Aceitar a obesidade e a busca pela mudança

Ao seguir tais orientações e não sofrer de males psicológicos pós-cirúrgicos, Mariana Verdelho, jornalista do Portal R7 e autora do Blog Obesidade sem Tabu, sabe que seu caso é diferente de muitas outras pessoas, principalmente por conta de sua trajetória antes do procedimento. Ao pesquisar e falar com muitos profissionais e pessoas se submeteram à bariátrica, a profissional de comunicação de 41 anos sentiu mais confiança no processo e o aceitou como um passo para a mudança que sua vida precisava.
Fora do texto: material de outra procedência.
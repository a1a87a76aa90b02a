mod common;

use std::sync::Arc;

use common::{Fixture, concept, fixture, path, structural};
use subsume::concept::ConceptId;
use subsume::custom::{Ranker, SectionInverter};
use subsume::customiser::CustomiserChain;
use subsume::customising::{CustomisingMatcher, MatcherBuilder};
use subsume::error::Result;
use subsume::frame::Frame;
use subsume::result::{Identity, MatchResult, RankGroup};
use subsume::store::FrameKeeper;
use subsume::structural::{Matcher, StructuralMatcher};

/// Stores and retrieves like the structural matcher, but a pair only matches
/// when both frames are identical.
struct ExactMatcher {
    inner: StructuralMatcher,
}

impl Matcher for ExactMatcher {
    fn add(&mut self, instance: Frame, identity: Identity) -> Result<()> {
        self.inner.add(instance, identity)
    }
    fn remove(&mut self, identity: &Identity) -> Result<()> {
        self.inner.remove(identity)
    }
    fn match_query(&self, query: &Frame) -> Result<MatchResult> {
        self.inner.match_query(query)
    }
    fn matches(&self, query: &Frame, instance: &Frame) -> Result<bool> {
        Ok(query.to_query() == instance.to_query())
    }
    fn handles_type(&self, concept: ConceptId) -> bool {
        self.inner.handles_type(concept)
    }
}

fn initialise<M: Matcher>(
    core: M,
    chain: CustomiserChain,
    instances: Vec<(Identity, Frame)>,
) -> CustomisingMatcher<M> {
    let store = Arc::new(FrameKeeper::new());
    let mut builder = MatcherBuilder::new(core);
    for (identity, frame) in instances {
        store.keep(identity.clone(), frame.clone()).unwrap();
        builder.add(frame, identity);
    }
    builder.initialise(store, chain).unwrap()
}

fn job(f: &Fixture, level: ConceptId) -> Frame {
    let requires = Frame::assertion(f.security).with("clearance", concept(level)).unwrap();
    Frame::assertion(f.job).with("requires", requires).unwrap()
}

fn jobs(f: &Fixture) -> Vec<(Identity, Frame)> {
    vec![
        (Identity::new(1, "secret"), job(f, f.secret)),
        (Identity::new(2, "top"), job(f, f.top_secret)),
        (Identity::new(3, "open"), Frame::assertion(f.job)),
    ]
}

fn labels(result: &MatchResult) -> Vec<&str> {
    result.identities().iter().map(|i| i.label()).collect()
}

#[test]
fn inversion_defers_to_the_core_matcher() {
    let f = fixture();
    let chain = || {
        CustomiserChain::new(f.model.clone())
            .register(SectionInverter::new(f.job, path("requires")))
    };
    let offers = Frame::query(f.security).with("clearance", concept(f.top_secret)).unwrap();
    let applicant = Frame::query(f.job).with("requires", offers).unwrap();

    let plain = initialise(structural(&f), chain(), jobs(&f));
    assert_eq!(labels(&plain.match_query(&applicant).unwrap()), vec!["secret", "top", "open"]);

    let exact = initialise(ExactMatcher { inner: structural(&f) }, chain(), jobs(&f));
    let found = exact.match_query(&applicant).unwrap();
    assert_eq!(labels(&found), vec!["top", "open"], "only an identical requirement is met");
    assert!(!exact.matches(&applicant, &job(&f, f.secret)).unwrap());
    assert!(exact.matches(&applicant, &job(&f, f.top_secret)).unwrap());
}

#[test]
fn ranking_defers_to_the_core_matcher() {
    let f = fixture();
    let person = |language| {
        let profile = Frame::assertion(f.profile).with("language", concept(language)).unwrap();
        Frame::assertion(f.person).with("profile", profile).unwrap()
    };
    let people = vec![
        (Identity::new(1, "rust"), person(f.rust)),
        (Identity::new(2, "go"), person(f.go)),
    ];
    let chain = CustomiserChain::new(f.model.clone()).register(Ranker::new(
        f.model.clone(),
        f.person,
        path("preferences"),
        path("profile"),
    ));
    let exact = initialise(ExactMatcher { inner: structural(&f) }, chain, people);

    let preferences = Frame::query(f.profile).with("language", concept(f.rust)).unwrap();
    let query = Frame::query(f.person).with("preferences", preferences).unwrap();
    // no single-field criterion is identical to a whole profile
    assert_eq!(
        exact.match_query(&query).unwrap(),
        MatchResult::Ranked(vec![RankGroup::new(
            0,
            vec![Identity::new(2, "go"), Identity::new(1, "rust")]
        )])
    );
}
No entanto, seu desafio pessoal foi aceitar sua condição e aprender a internalizar que era obesa para só depois contar isso ao mundo. Tal passo, apesar de simplório em palavras, é a derrubada de uma gigante barreira não só para ela, uma vez que, assim como seu eu do passado, muitas pessoas não levam a doença com a seriedade devida e a encaram com olhares preconceituosos.

“A parte mais difícil foi dizer pra minha mãe, meu marido, meu pai e pras pessoas do meu convívio, assim: ‘Olha, é o seguinte, eu sou obesa’. Sabendo que eu crescia ouvindo que pessoas obesas não mereciam, que pessoas obesas meio que não teriam direito de ser amadas”, desabafa.

Mari celebra ao lado filho as mudanças Reprodução/Instagram @mariverdelho

Assim como para Mariana, assumir a doença, enquanto não normalizada, é como confessar um crime, uma sentença que traz vergonha e muita dor para quem está no processo. O que vem em seguida é uma luz e um novo caminho a ser trilhado. Humanizar o termo ‘obeso’ traz mais pessoas para a discussão sobre o assunto e mostra que é possível assumir o controle sobre a doença.

Manter esse controle é o que a jornalista busca hoje. Muito diferente de um passado de extremos, em que ela chegou a pesar 45 kg com tratamentos medicamentosos que envolveram até remédios para ataques epiléticos. A busca pelo corpo perfeito vinha de pressões sociais e que custavam qualquer preço, algo que Patrícia Muneron comenta ser frequente nos pacientes.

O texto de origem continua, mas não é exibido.